In 1912 the pioneering French sociologist Emile Durkheim (1858-1917) published The Elementary Forms of Religious Life, which presented his findings (not without controversy) on primitive clan-based religious culture. Durkheim sought to identify the nature of religion by studying it in what he took to be its pristine form. In the course of his work, he realized that modern secular societies had many important similarities to the societies he was observing. For Durkheim, religion satisfied a need for social solidarity and identification that would also require satisfaction in a secular scientific epoch. His observations are pertinent to the proposition that religion and purportedly secular ideologies like nationalism, rather than being opposites, are actually two members of the same family. One implication of this insight is that the West's proud determination to separate church and state has overlooked the dangers of joining ostensibly nonreligious worldviews to the state.

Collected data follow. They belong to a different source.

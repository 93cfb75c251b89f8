#![allow(dead_code)]

use lekutao_hub::app::{Clipboard, Hub, Navigator, Notifier, Surface};
use lekutao_hub::ui::{PageView, Theme, UIViewModel};
use lekutao_hub::{initialize, Config};

/// Everything the hub asked the host to do, in order.
#[derive(Debug, Clone, PartialEq, Eq)]
pub enum HostCall {
    Render(Frame),
    ScrollTo(usize),
    Clipboard(String),
    OpenUrl(String),
    Notify(String),
}

/// The parts of a rendered view model the tests care about.
#[derive(Debug, Clone, PartialEq, Eq)]
pub enum Frame {
    List { labels: Vec<String> },
    Detail { title: String },
}

#[derive(Debug, Default)]
pub struct RecordingHost {
    pub calls: Vec<HostCall>,
}

impl RecordingHost {
    pub fn take(&mut self) -> Vec<HostCall> {
        std::mem::take(&mut self.calls)
    }
}

impl Surface for RecordingHost {
    fn render(&mut self, view: &UIViewModel, _theme: &Theme) {
        let frame = match &view.page {
            PageView::List { items, .. } => Frame::List {
                labels: items.iter().map(|i| i.label.clone()).collect(),
            },
            PageView::Detail(detail) => Frame::Detail {
                title: detail.title.clone(),
            },
        };
        self.calls.push(HostCall::Render(frame));
    }

    fn scroll_to(&mut self, offset: usize) {
        self.calls.push(HostCall::ScrollTo(offset));
    }
}

impl Clipboard for RecordingHost {
    fn write_text(&mut self, text: &str) {
        self.calls.push(HostCall::Clipboard(text.to_string()));
    }
}

impl Navigator for RecordingHost {
    fn open_url(&mut self, url: &str) {
        self.calls.push(HostCall::OpenUrl(url.to_string()));
    }
}

impl Notifier for RecordingHost {
    fn notify(&mut self, message: &str) {
        self.calls.push(HostCall::Notify(message.to_string()));
    }
}

pub fn hub_with(config: &Config) -> Hub<RecordingHost> {
    let state = initialize(config).unwrap();
    Hub::new(state, RecordingHost::default())
}

pub fn hub() -> Hub<RecordingHost> {
    hub_with(&Config::default())
}
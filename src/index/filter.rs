//! Pure search filters over the static catalog.
//!
//! Matching is a case-insensitive substring test with no ranking: results
//! always come back in the original collection order. The functions here
//! return indices into the input slice so that navigation state can refer to
//! catalog entries without copying them; the `filter_*` wrappers resolve the
//! indices back to references for callers that want the records.

use crate::domain::{Article, Platform};
use serde::{Deserialize, Serialize};

/// What the manual shows while the search box is empty.
#[derive(Debug, Clone, Copy, PartialEq, Eq, Default, Serialize, Deserialize)]
#[serde(rename_all = "lowercase")]
pub enum DefaultView {
    /// Only the curated popular titles, in collection order.
    #[default]
    Popular,
    /// The whole manual, in collection order.
    Full,
}

impl DefaultView {
    /// Parses a configuration value (`popular`/`curated` or `full`/`all`).
    #[must_use]
    pub fn from_name(name: &str) -> Option<Self> {
        match name.trim().to_lowercase().as_str() {
            "popular" | "curated" => Some(Self::Popular),
            "full" | "all" => Some(Self::Full),
            _ => None,
        }
    }
}

/// Indices of the articles visible for `query`.
///
/// An empty query yields the default view: every index under
/// [`DefaultView::Full`], or the indices whose title appears in `popular`
/// under [`DefaultView::Popular`]. Any other query, whitespace included, is
/// lower-cased and matched as a substring of the title or of any tag.
#[must_use]
pub fn matching_articles(
    articles: &[Article],
    query: &str,
    default_view: DefaultView,
    popular: &[String],
) -> Vec<usize> {
    if query.is_empty() {
        return match default_view {
            DefaultView::Full => (0..articles.len()).collect(),
            DefaultView::Popular => articles
                .iter()
                .enumerate()
                .filter(|(_, article)| popular.iter().any(|title| *title == article.title))
                .map(|(idx, _)| idx)
                .collect(),
        };
    }

    let needle = query.to_lowercase();
    articles
        .iter()
        .enumerate()
        .filter(|(_, article)| article.matches_lowercase(&needle))
        .map(|(idx, _)| idx)
        .collect()
}

/// Indices of the platforms whose name contains `query`, ignoring case.
///
/// Platforms carry no tags, so only the name is searched. An empty query
/// keeps every platform.
#[must_use]
pub fn matching_platforms(platforms: &[Platform], query: &str) -> Vec<usize> {
    if query.is_empty() {
        return (0..platforms.len()).collect();
    }

    let needle = query.to_lowercase();
    platforms
        .iter()
        .enumerate()
        .filter(|(_, platform)| platform.name.to_lowercase().contains(&needle))
        .map(|(idx, _)| idx)
        .collect()
}

/// Filters the manual for `query`, returning the matching articles.
///
/// # Examples
///
/// ```
/// use lekutao_hub::domain::Article;
/// use lekutao_hub::index::{filter_articles, DefaultView};
///
/// let articles = vec![
///     Article::new("售后服务", ["客服", "退款"]),
///     Article::new("国际物流", ["运费"]),
/// ];
/// let hits = filter_articles(&articles, "退款", DefaultView::Full, &[]);
/// assert_eq!(hits.len(), 1);
/// assert_eq!(hits[0].title, "售后服务");
/// ```
#[must_use]
pub fn filter_articles<'a>(
    articles: &'a [Article],
    query: &str,
    default_view: DefaultView,
    popular: &[String],
) -> Vec<&'a Article> {
    matching_articles(articles, query, default_view, popular)
        .into_iter()
        .map(|idx| &articles[idx])
        .collect()
}

/// Filters platforms by name, returning the matching records.
#[must_use]
pub fn filter_platforms<'a>(platforms: &'a [Platform], query: &str) -> Vec<&'a Platform> {
    matching_platforms(platforms, query)
        .into_iter()
        .map(|idx| &platforms[idx])
        .collect()
}
//! Application layer coordinating state, events, and actions.
//!
//! This module sits between the terminal shell (main.rs) and the
//! domain/index layers. It implements the event-driven flow behind the hub:
//!
//! ```text
//! Input → Event → handle_event → State Mutations → (render?, Actions)
//!                                                        ↓
//!                                   Hub: render, then execute actions
//! ```
//!
//! # Modules
//!
//! - [`actions`]: Side effect commands emitted by the event handler
//! - [`controller`]: The [`Hub`] loop and the host capability traits
//! - [`handler`]: Event processing logic and state transition coordinator
//! - [`modes`]: Navigation and input mode state machine types
//! - [`state`]: Central application state container and view model computation

pub mod actions;
pub mod controller;
pub mod handler;
pub mod modes;
pub mod state;

pub use actions::Action;
pub use controller::{Clipboard, Hub, Navigator, Notifier, Surface};
pub use handler::{handle_event, Event};
pub use modes::{CheckStatus, InputMode, View};
pub use state::{AppState, CopiedBadge, ListEntry, PlatformSelection};
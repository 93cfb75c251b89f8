//! Domain blacklist checker.
//!
//! A linear substring-containment scan against a static list of known-bad
//! domains. The only normalization is trimming and lower-casing the input;
//! blacklist entries are lower-cased when the catalog is loaded
//! (see [`Catalog::normalize_blacklist`](crate::domain::Catalog::normalize_blacklist)).

/// Terminal outcome of a domain check.
#[derive(Debug, Clone, PartialEq, Eq)]
pub enum RiskVerdict {
    /// No blacklist entry is contained in the input.
    Safe,
    /// The first blacklist entry contained in the input.
    Flagged { matched_entry: String },
}

/// Checks `input` against `blacklist`.
///
/// Returns `None` for blank input: the check is not performed and callers
/// keep their checker in its idle state.
///
/// # Examples
///
/// ```
/// use lekutao_hub::index::{check_domain, RiskVerdict};
///
/// let blacklist = vec!["flypixes.click".to_string()];
/// assert_eq!(
///     check_domain("FlyPixes.click", &blacklist),
///     Some(RiskVerdict::Flagged { matched_entry: "flypixes.click".into() })
/// );
/// assert_eq!(check_domain("safe-site.jp", &blacklist), Some(RiskVerdict::Safe));
/// assert_eq!(check_domain("   ", &blacklist), None);
/// ```
#[must_use]
pub fn check_domain(input: &str, blacklist: &[String]) -> Option<RiskVerdict> {
    let normalized = input.trim().to_lowercase();
    if normalized.is_empty() {
        return None;
    }

    let verdict = blacklist
        .iter()
        .find(|entry| normalized.contains(entry.as_str()))
        .map_or(RiskVerdict::Safe, |entry| RiskVerdict::Flagged {
            matched_entry: entry.clone(),
        });

    tracing::debug!(input = %normalized, verdict = ?verdict, "domain checked");
    Some(verdict)
}

#[cfg(test)]
mod tests {
    use super::*;

    fn blacklist() -> Vec<String> {
        vec!["mercari-jp.shop".into(), "flypixes.click".into(), "click".into()]
    }

    #[test]
    fn flags_subdomains_and_paths() {
        assert_eq!(
            check_domain("  https://www.Mercari-JP.shop/item/1 ", &blacklist()),
            Some(RiskVerdict::Flagged {
                matched_entry: "mercari-jp.shop".into()
            })
        );
    }

    #[test]
    fn first_entry_wins() {
        assert_eq!(
            check_domain("flypixes.click", &blacklist()),
            Some(RiskVerdict::Flagged {
                matched_entry: "flypixes.click".into()
            })
        );
    }

    #[test]
    fn empty_blacklist_is_always_safe() {
        assert_eq!(check_domain("anything.example", &[]), Some(RiskVerdict::Safe));
    }

    #[test]
    fn blank_input_is_not_checked() {
        assert_eq!(check_domain("", &blacklist()), None);
        assert_eq!(check_domain("\t \n", &blacklist()), None);
    }
}
//! The hub controller: owns the state and drives the host.
//!
//! [`Hub`] ties [`handle_event`] to the outside world. The host is anything
//! that can draw a view model, move its viewport, write the clipboard, open
//! URLs and show notices. Side effects are fire-and-forget: the hub neither
//! awaits nor tracks them.

use super::handler::{handle_event, Event};
use super::{Action, AppState};
use crate::ui::theme::Theme;
use crate::ui::viewmodel::UIViewModel;

/// Something the hub can be drawn on.
pub trait Surface {
    /// Draws a full frame.
    fn render(&mut self, view: &UIViewModel, theme: &Theme);

    /// Moves the viewport to `offset` rows from the top.
    fn scroll_to(&mut self, offset: usize);
}

pub trait Clipboard {
    fn write_text(&mut self, text: &str);
}

pub trait Navigator {
    /// Opens `url` (`https:` or `mailto:`) in an external application.
    fn open_url(&mut self, url: &str);
}

pub trait Notifier {
    fn notify(&mut self, message: &str);
}

/// Event loop controller.
///
/// # Ordering
///
/// [`dispatch`](Self::dispatch) renders before executing actions. Returning
/// from a detail page emits `ScrollTo(saved)`, which must apply to the list
/// that has just been laid out and not to the page being left.
#[derive(Debug)]
pub struct Hub<H> {
    state: AppState,
    host: H,
    running: bool,
}

impl<H> Hub<H>
where
    H: Surface + Clipboard + Navigator + Notifier,
{
    pub const fn new(state: AppState, host: H) -> Self {
        Self {
            state,
            host,
            running: true,
        }
    }

    #[must_use]
    pub const fn state(&self) -> &AppState {
        &self.state
    }

    #[must_use]
    pub const fn host(&self) -> &H {
        &self.host
    }

    pub fn host_mut(&mut self) -> &mut H {
        &mut self.host
    }

    /// `false` once a `Quit` action has been executed.
    #[must_use]
    pub const fn is_running(&self) -> bool {
        self.running
    }

    /// Draws the current state.
    pub fn render(&mut self) {
        let view = self
            .state
            .compute_viewmodel(self.state.viewport_rows, self.state.viewport_cols);
        self.host.render(&view, &self.state.theme);
    }

    /// Handles one event: update state, render if needed, then run actions.
    pub fn dispatch(&mut self, event: &Event) {
        let (should_render, actions) = handle_event(&mut self.state, event);

        if should_render {
            self.render();
        }

        for action in actions {
            self.execute(action);
        }
    }

    fn execute(&mut self, action: Action) {
        tracing::debug!(action = ?action, "executing action");

        match action {
            Action::WriteClipboard(text) => self.host.write_text(&text),
            Action::OpenUrl(url) => self.host.open_url(&url),
            Action::Notify(message) => self.host.notify(&message),
            Action::ScrollTo(offset) => {
                let changed = self.state.scroll_offset != offset;
                self.state.apply_scroll(offset);
                self.host.scroll_to(offset);
                if changed {
                    self.render();
                }
            }
            Action::Quit => {
                tracing::info!("quit requested");
                self.running = false;
            }
        }
    }
}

The parallels between modern Western societies and the Australian and North American aboriginal societies that Durkheim studied reach to things like public feasts, rituals, sacred objects (totems), and holidays (i.e., holy days). Durkheim thought the similarities stem from the very nature of social living (as least as most people have conceived it). He wrote:
In a general way, it is unquestionable that a society has all that is necessary to arouse the sensation of the divine in minds, merely by the power that it has over them; for to its members it is what a god is to his worshippers. In fact, a god is, first of all, a being whom men think of as superior to themselves, and upon whom they feel that they depend. Whether it be a conscious personality, such as Zeus or Jahveh, or merely abstract forces such as those in play in totemism, the worshipper, in the one case as in the other, believes himself held to certain manners of acting which are imposed upon him by the nature of the sacred principle with which he feels that he is in communion. Now society also gives us the sensation of a perpetual dependence….
[I]t imperiously demands our aid. It requires that, forgetful of our own interests, we make ourselves its servitors, and it submits us to every sort of inconvenience, privation and sacrifice, without which social life would be impossible. It is because of this that at every instant we are obliged to submit ourselves to rules of conduct and of thought which we have neither made nor desired, and which are sometimes even contrary our most fundamental inclinations and instincts….
[T]he empire which it holds over consciences is due much less to the physical supremacy of which it has the privilege than to the moral authority with which it is invested. If we yield to its orders, it is not merely because it is strong enough to triumph over our resistance; it is primarily because it is the object of a venerable respect.